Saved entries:
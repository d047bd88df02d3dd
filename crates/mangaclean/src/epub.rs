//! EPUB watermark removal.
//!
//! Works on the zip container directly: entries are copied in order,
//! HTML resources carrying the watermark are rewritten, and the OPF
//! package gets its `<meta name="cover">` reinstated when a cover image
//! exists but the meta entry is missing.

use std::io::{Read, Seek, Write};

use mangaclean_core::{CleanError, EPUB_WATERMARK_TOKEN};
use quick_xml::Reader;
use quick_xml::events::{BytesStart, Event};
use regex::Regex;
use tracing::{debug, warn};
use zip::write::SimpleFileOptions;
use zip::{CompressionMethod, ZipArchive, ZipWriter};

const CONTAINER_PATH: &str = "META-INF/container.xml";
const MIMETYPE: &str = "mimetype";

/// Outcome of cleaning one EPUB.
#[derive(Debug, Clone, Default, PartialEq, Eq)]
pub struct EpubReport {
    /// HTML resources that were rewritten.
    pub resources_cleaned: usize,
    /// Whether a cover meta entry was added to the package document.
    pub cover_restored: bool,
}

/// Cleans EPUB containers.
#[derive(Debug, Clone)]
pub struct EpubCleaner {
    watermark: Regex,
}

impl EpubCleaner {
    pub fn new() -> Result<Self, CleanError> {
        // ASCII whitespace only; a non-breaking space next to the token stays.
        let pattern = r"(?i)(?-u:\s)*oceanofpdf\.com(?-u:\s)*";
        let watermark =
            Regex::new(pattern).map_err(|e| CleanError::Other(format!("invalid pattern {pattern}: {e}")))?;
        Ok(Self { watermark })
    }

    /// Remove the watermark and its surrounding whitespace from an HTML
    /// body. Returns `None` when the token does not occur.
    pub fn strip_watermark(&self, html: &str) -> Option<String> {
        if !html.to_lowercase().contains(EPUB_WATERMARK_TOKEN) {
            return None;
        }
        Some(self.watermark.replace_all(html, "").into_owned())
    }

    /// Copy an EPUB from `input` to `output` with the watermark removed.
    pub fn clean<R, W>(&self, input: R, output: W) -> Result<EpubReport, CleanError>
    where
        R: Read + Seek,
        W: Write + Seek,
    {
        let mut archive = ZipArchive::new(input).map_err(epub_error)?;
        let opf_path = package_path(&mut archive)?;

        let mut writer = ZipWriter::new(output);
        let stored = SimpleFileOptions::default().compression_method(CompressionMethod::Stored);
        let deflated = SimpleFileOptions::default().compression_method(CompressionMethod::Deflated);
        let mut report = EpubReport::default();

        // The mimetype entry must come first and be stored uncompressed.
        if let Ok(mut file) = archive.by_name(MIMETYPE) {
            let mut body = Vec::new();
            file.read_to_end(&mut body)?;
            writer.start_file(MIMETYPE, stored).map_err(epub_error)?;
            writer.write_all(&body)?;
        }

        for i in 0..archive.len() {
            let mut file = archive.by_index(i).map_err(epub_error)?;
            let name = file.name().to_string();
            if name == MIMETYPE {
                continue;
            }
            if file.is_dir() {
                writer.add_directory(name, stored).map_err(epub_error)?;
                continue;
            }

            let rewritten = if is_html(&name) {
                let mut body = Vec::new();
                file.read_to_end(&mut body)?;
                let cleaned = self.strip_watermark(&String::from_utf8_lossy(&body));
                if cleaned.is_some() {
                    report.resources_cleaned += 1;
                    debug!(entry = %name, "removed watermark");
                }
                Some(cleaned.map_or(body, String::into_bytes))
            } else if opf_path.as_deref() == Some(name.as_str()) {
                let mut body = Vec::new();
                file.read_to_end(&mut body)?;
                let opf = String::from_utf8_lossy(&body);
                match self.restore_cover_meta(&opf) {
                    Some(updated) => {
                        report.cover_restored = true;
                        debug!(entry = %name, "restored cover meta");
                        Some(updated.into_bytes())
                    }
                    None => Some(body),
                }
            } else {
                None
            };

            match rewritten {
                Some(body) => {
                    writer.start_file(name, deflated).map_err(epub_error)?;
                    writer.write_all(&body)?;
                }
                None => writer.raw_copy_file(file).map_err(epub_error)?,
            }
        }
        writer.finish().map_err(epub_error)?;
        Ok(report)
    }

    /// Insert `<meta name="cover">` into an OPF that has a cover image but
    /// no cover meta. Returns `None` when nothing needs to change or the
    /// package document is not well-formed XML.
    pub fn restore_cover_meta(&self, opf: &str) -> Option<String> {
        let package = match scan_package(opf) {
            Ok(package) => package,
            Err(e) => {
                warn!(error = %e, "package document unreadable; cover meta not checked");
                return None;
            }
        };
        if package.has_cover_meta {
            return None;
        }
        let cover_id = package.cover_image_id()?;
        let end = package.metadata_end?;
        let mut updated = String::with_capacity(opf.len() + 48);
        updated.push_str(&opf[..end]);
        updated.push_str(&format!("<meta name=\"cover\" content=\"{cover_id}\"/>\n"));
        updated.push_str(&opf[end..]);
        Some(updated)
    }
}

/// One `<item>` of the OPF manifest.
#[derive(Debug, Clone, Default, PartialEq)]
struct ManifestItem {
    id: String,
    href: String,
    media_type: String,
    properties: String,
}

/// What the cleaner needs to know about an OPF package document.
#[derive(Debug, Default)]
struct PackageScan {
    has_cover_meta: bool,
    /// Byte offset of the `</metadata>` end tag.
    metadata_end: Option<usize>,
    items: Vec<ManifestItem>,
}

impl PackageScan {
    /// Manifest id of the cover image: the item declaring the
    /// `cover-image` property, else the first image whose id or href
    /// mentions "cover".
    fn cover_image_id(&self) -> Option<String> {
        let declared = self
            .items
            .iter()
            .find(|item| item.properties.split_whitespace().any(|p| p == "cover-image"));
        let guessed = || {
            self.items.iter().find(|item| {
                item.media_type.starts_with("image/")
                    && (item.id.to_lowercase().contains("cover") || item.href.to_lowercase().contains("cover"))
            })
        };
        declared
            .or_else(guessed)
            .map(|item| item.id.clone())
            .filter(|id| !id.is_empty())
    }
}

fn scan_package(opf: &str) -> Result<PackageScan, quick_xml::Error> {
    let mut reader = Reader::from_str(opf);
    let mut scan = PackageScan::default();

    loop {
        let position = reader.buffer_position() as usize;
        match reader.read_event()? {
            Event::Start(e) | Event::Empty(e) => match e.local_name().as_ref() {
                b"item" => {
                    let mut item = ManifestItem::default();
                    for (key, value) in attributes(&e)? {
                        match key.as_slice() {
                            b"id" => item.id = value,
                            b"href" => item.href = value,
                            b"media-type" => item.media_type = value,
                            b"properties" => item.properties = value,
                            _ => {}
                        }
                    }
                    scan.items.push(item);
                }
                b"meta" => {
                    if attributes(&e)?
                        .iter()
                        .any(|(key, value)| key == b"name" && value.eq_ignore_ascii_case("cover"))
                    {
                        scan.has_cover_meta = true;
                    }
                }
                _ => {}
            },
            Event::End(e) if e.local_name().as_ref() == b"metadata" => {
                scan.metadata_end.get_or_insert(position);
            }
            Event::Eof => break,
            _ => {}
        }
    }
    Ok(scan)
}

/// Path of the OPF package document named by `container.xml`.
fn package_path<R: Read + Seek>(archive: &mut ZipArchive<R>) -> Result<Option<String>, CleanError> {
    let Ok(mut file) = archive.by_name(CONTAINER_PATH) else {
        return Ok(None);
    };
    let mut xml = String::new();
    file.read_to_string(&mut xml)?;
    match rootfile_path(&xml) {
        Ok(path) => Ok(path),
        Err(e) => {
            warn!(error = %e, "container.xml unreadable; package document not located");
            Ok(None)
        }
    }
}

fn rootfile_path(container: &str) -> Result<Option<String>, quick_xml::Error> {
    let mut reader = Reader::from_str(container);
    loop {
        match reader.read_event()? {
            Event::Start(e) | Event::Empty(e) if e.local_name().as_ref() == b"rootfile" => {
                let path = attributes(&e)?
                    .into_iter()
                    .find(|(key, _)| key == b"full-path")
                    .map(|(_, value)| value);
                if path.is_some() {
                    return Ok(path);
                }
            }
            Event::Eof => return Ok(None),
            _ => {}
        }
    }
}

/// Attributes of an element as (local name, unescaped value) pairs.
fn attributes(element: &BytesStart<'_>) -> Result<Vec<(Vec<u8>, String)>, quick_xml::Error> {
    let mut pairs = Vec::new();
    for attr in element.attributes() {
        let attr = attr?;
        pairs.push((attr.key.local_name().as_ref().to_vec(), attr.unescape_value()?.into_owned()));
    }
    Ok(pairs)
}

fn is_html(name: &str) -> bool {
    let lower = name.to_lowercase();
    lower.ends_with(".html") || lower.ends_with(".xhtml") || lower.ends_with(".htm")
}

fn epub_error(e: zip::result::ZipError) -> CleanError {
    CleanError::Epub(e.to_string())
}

How to complete this task: In the records above, the lines containing the string "entry" should be counted; give only the total.

Answer to this problem: 5